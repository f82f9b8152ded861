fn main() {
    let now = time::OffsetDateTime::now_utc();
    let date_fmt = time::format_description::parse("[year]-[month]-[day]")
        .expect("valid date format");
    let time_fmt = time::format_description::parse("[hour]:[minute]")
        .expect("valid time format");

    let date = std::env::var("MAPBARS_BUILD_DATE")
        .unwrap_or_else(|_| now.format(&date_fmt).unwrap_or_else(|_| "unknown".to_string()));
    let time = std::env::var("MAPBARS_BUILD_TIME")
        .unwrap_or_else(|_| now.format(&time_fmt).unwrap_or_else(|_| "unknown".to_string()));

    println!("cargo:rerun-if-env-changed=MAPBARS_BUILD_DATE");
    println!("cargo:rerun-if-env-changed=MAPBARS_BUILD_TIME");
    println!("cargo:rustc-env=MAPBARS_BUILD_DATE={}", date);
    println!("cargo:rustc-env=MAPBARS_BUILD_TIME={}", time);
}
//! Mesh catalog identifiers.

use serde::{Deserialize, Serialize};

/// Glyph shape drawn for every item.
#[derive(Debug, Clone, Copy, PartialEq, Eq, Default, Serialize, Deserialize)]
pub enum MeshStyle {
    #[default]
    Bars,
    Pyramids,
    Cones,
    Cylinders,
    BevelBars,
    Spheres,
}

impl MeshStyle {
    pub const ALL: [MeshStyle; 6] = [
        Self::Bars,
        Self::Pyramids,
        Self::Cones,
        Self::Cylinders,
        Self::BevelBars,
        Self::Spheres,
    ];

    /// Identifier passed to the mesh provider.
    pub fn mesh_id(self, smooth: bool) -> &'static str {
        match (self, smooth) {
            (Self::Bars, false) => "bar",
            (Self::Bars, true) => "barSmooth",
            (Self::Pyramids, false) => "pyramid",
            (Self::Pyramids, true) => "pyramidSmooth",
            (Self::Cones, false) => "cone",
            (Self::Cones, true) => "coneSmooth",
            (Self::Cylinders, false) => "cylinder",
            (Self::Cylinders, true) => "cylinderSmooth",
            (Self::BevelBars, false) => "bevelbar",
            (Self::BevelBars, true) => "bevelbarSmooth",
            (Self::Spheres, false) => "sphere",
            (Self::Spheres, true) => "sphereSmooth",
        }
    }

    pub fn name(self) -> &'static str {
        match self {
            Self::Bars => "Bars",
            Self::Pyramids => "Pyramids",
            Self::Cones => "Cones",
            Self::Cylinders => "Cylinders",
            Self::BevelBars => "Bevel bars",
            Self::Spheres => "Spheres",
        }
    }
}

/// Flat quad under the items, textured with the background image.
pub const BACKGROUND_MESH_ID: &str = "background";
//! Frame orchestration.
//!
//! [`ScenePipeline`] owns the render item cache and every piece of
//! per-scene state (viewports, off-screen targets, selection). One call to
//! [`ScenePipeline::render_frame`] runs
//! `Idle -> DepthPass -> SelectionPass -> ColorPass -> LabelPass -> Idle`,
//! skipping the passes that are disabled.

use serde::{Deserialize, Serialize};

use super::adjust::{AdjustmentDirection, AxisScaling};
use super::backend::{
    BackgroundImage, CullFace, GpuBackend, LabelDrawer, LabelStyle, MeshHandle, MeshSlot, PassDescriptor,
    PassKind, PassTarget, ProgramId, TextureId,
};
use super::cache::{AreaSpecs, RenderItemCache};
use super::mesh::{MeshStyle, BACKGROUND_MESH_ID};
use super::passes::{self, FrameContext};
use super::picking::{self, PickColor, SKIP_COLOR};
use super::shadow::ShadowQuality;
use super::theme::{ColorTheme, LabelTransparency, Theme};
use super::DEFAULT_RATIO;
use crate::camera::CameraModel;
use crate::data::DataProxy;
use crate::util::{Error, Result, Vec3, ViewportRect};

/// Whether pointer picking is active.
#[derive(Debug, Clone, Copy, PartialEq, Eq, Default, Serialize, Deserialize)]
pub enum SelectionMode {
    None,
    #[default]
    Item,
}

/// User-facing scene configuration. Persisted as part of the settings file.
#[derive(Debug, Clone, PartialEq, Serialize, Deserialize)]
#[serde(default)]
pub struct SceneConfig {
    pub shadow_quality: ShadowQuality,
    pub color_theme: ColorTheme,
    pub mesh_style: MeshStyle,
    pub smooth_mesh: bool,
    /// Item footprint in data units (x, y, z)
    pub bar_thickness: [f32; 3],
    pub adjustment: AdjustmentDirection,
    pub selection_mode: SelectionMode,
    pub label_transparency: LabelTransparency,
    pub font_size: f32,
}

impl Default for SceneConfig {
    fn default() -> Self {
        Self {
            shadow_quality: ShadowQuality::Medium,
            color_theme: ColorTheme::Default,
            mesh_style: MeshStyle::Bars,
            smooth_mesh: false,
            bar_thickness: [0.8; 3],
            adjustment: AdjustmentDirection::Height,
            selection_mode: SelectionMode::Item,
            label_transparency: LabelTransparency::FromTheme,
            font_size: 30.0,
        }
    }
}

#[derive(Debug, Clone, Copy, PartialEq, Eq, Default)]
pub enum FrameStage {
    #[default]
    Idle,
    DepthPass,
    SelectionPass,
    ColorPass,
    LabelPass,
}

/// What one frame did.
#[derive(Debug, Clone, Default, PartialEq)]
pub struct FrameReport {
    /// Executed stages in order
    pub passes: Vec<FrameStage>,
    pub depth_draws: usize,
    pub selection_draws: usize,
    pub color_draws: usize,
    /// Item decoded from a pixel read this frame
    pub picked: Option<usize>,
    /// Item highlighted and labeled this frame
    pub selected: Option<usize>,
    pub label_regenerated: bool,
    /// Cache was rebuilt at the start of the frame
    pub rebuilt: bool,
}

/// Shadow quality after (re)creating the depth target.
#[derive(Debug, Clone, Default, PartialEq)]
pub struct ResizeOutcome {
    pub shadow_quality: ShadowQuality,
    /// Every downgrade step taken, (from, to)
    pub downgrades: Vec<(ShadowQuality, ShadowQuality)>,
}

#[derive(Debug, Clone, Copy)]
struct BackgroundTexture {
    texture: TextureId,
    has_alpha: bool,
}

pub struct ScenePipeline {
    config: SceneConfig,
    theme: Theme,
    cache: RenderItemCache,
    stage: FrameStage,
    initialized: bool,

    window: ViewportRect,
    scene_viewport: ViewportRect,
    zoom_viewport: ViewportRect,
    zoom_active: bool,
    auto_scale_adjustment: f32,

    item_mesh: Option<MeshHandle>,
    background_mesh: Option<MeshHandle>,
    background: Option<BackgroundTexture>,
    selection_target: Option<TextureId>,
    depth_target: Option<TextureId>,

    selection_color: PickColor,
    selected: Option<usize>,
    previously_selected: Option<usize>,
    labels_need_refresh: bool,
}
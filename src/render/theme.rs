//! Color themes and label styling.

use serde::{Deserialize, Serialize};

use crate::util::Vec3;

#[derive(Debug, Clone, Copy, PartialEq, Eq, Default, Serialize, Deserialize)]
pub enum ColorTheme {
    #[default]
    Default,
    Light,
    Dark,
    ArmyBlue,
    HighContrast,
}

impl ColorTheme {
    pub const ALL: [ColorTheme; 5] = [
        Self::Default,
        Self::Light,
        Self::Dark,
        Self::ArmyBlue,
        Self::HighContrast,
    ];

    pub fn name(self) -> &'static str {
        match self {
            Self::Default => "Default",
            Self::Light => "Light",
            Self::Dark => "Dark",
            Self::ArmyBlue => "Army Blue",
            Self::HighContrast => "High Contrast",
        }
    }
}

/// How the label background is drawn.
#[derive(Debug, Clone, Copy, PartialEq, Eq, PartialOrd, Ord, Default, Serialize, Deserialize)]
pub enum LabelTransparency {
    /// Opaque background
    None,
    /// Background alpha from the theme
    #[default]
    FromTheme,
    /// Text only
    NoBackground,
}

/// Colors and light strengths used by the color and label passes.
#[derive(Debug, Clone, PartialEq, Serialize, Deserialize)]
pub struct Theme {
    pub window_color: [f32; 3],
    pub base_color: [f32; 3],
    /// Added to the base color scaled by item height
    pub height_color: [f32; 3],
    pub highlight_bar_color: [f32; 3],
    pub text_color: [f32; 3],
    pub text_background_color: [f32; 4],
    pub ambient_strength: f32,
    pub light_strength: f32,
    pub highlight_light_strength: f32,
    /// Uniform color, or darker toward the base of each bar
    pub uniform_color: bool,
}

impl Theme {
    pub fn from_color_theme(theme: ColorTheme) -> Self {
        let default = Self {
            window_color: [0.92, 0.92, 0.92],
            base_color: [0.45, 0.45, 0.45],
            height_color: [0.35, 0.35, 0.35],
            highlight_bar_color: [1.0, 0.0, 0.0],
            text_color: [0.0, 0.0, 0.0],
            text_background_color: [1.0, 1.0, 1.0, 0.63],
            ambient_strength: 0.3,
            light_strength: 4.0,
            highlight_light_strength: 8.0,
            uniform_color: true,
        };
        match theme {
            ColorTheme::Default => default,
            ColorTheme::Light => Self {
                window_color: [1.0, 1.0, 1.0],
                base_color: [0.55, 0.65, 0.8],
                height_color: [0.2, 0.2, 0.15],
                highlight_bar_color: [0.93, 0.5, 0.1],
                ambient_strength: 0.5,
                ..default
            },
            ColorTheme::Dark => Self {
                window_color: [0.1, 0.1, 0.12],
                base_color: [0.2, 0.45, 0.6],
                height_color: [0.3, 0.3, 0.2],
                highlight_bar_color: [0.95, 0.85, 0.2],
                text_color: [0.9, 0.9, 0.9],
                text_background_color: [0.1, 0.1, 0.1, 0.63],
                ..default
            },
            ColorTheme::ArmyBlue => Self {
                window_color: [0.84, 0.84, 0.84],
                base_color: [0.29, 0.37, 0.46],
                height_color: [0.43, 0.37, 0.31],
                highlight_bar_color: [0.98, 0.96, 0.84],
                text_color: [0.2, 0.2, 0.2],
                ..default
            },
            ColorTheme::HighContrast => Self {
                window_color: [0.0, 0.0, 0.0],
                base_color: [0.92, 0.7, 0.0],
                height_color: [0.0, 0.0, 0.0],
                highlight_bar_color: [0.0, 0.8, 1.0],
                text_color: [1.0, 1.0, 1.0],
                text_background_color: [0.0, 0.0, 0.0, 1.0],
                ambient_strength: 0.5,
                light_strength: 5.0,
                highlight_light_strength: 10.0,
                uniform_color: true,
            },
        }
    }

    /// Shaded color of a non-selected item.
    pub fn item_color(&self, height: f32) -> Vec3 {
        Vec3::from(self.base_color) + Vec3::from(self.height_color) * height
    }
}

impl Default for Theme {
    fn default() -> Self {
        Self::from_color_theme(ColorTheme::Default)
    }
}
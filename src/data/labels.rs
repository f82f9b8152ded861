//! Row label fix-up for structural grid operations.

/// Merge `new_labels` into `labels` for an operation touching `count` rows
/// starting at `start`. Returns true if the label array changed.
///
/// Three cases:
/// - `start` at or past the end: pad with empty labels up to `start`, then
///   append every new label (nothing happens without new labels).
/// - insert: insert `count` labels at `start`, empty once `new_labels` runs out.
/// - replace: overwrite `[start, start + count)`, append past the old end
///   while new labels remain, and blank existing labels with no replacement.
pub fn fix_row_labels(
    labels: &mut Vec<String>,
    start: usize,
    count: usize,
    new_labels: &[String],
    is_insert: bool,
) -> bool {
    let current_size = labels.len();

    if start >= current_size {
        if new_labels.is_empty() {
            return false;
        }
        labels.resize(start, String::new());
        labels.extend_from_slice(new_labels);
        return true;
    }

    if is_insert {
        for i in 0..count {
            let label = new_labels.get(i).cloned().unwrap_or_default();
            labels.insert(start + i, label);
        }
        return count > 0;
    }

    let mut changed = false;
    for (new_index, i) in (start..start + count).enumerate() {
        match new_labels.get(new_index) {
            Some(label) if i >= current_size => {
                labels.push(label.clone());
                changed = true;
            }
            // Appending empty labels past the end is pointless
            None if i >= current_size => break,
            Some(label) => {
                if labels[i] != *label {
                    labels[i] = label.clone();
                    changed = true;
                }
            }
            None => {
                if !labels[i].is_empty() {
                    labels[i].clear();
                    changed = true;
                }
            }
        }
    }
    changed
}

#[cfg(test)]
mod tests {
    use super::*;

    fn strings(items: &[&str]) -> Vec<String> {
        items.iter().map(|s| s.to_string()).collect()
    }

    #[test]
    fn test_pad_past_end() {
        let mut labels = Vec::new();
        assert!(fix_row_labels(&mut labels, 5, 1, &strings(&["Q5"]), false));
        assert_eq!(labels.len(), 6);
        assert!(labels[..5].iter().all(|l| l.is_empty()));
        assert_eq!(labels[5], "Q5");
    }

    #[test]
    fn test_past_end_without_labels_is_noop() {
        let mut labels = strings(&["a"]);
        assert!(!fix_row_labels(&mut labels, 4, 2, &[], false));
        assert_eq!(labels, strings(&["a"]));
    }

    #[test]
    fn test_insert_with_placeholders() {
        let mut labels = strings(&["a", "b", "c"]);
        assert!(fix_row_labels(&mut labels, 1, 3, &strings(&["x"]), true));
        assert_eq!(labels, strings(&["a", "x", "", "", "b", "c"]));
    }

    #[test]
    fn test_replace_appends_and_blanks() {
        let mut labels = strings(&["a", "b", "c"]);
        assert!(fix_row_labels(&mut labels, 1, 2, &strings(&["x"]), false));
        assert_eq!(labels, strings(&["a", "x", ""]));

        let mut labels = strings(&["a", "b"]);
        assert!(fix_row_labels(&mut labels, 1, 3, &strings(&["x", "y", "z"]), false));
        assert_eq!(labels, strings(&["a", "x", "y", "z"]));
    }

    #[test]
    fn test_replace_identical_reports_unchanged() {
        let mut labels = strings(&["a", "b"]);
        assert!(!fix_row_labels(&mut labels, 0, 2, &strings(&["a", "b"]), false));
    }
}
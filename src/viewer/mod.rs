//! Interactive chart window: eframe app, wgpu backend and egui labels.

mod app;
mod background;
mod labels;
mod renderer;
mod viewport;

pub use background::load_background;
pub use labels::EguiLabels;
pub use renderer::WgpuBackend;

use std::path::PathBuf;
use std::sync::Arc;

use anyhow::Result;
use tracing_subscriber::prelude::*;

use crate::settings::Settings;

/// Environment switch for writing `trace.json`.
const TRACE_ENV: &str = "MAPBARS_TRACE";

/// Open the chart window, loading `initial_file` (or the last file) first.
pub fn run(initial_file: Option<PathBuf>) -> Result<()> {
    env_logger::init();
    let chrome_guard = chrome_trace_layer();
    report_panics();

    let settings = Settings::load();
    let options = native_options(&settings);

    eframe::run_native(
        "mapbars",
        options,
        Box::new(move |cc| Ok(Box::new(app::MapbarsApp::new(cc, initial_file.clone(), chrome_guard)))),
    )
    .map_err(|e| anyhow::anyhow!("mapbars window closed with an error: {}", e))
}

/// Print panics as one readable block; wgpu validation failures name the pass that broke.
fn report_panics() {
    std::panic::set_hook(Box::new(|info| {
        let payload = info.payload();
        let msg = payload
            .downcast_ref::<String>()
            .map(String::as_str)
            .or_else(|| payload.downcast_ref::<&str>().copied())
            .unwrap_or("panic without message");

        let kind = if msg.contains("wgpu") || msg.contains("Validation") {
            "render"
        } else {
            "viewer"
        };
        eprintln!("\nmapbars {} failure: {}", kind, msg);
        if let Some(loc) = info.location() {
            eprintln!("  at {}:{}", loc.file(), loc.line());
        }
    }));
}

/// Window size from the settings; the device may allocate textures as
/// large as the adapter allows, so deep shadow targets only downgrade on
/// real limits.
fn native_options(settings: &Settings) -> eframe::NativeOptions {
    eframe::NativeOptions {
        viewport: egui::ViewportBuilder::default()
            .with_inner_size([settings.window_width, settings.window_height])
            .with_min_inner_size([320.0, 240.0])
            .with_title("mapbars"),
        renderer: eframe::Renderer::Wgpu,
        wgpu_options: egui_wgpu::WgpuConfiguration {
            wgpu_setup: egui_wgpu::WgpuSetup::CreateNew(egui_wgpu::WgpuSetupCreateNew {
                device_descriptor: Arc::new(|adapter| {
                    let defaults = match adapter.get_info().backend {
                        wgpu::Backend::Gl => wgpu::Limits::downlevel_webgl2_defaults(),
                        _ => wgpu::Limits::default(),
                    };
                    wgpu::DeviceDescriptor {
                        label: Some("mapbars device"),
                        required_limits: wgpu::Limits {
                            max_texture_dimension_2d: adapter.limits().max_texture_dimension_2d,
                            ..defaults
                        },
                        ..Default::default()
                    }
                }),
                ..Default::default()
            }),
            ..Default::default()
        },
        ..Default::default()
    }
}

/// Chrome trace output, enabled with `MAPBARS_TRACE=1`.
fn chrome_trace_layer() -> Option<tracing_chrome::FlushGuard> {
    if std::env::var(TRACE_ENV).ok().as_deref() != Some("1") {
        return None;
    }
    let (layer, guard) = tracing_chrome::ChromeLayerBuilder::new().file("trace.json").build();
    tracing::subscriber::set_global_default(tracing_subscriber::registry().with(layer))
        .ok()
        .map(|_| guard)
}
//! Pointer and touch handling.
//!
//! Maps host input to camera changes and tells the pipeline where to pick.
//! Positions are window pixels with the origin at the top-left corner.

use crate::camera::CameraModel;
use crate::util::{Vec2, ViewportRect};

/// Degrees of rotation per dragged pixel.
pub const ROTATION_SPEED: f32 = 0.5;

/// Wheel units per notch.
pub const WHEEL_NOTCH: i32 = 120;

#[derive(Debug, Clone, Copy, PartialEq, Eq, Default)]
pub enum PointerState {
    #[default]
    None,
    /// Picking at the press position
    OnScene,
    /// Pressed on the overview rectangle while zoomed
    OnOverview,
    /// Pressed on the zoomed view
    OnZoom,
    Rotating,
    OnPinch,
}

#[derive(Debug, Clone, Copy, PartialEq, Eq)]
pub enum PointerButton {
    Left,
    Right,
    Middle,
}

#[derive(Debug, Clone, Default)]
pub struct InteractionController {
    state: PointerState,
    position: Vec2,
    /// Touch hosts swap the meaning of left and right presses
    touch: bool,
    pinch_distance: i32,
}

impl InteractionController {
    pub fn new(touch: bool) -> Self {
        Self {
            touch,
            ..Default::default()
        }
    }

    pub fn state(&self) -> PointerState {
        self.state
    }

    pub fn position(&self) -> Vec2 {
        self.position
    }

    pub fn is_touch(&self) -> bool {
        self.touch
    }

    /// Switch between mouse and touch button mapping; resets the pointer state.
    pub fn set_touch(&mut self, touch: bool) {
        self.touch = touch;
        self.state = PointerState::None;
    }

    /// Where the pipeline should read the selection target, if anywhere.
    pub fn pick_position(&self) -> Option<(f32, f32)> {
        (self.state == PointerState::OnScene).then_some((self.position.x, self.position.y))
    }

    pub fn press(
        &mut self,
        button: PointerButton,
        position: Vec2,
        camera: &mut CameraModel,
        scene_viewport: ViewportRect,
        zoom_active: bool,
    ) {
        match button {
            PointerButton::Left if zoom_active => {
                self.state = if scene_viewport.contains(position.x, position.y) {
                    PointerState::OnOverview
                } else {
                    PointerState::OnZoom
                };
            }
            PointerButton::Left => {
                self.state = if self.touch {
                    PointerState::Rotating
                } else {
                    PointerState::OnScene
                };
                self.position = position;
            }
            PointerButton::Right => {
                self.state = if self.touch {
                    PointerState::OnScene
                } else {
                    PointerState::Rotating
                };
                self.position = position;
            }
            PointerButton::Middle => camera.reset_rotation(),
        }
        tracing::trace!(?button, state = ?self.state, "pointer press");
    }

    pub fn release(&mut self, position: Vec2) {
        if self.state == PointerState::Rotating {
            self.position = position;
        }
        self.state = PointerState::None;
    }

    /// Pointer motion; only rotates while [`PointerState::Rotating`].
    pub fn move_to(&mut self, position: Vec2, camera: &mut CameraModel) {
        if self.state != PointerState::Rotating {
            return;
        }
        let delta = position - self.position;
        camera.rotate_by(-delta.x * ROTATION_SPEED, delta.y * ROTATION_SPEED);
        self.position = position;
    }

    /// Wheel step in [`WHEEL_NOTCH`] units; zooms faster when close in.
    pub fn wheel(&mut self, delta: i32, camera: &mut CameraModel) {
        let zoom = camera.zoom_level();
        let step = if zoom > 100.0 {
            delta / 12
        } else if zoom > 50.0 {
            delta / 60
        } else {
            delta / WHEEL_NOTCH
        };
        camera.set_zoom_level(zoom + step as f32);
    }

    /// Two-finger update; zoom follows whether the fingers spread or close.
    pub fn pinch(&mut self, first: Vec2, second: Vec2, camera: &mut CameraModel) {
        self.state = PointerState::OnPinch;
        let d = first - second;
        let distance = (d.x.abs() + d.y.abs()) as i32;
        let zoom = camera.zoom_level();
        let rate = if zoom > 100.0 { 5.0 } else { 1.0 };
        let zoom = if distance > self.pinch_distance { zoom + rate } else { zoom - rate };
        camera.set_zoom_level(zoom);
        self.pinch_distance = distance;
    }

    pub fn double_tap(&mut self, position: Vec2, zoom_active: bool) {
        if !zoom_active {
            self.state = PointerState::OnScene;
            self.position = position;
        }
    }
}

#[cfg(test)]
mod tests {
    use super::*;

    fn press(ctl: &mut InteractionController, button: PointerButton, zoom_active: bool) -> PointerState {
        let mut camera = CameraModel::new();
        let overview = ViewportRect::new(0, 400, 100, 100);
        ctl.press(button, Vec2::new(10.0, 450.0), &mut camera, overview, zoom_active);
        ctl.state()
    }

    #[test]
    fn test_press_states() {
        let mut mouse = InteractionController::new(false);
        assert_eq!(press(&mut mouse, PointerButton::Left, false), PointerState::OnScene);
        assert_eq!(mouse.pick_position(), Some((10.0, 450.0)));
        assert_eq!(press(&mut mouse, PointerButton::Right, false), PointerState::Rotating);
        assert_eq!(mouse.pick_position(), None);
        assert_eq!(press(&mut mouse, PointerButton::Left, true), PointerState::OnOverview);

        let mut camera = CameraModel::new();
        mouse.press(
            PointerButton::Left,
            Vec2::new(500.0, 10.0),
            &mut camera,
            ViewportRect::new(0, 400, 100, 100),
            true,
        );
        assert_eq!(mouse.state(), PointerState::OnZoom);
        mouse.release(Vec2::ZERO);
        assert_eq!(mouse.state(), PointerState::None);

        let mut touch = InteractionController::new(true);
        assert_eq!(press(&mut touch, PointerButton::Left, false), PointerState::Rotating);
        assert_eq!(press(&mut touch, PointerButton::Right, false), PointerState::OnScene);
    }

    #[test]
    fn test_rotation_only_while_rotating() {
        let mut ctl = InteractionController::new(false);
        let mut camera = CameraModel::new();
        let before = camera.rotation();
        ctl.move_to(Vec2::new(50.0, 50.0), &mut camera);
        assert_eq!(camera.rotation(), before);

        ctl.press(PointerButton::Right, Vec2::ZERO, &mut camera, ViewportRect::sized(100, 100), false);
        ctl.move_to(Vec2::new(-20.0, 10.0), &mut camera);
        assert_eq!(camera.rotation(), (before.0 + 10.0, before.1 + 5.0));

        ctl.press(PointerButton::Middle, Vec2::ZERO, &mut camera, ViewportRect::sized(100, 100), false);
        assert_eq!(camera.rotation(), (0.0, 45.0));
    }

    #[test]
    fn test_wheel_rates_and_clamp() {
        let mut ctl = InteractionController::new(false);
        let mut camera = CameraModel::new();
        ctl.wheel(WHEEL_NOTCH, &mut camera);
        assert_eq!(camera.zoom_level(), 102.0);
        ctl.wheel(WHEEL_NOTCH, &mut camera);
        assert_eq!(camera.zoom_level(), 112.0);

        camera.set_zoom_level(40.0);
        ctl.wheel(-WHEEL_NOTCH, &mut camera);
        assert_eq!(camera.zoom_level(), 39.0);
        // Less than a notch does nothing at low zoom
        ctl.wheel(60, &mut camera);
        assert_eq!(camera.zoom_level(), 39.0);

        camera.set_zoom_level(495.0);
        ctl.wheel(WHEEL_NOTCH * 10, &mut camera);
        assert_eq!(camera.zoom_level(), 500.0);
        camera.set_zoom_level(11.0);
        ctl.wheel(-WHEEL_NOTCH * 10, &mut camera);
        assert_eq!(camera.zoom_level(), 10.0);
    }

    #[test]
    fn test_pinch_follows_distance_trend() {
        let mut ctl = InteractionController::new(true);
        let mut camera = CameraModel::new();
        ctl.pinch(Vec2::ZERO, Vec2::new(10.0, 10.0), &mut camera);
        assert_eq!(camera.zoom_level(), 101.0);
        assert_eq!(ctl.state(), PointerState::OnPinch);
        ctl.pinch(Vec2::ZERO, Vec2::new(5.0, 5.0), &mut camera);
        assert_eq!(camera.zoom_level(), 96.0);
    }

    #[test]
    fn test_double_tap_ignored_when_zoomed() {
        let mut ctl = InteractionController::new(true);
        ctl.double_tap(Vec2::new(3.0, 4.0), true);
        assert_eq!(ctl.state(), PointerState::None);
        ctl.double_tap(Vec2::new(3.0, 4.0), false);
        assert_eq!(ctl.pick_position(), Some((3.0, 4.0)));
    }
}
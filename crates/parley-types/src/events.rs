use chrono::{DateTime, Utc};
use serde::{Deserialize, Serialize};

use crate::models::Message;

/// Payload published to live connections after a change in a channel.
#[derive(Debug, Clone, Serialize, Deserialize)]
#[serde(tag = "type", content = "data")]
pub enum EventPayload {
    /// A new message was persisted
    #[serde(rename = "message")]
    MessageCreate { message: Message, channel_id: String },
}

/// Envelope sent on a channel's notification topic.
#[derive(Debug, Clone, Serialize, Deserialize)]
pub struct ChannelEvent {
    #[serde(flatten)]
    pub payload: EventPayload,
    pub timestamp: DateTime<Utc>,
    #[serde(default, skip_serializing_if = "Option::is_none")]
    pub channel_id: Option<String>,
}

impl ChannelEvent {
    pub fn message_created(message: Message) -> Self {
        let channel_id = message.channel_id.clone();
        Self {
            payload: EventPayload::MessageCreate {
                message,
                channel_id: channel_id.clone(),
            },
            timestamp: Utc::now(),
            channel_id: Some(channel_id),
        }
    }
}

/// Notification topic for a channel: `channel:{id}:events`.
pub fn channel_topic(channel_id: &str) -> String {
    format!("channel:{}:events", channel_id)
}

- **Brief**: Would you please return all lines of the data that include the word "adapter"?

- **Your response**:
/// large as the adapter allows, so deep shadow targets only downgrade on
                device_descriptor: Arc::new(|adapter| {
                    let defaults = match adapter.get_info().backend {
                            max_texture_dimension_2d: adapter.limits().max_texture_dimension_2d,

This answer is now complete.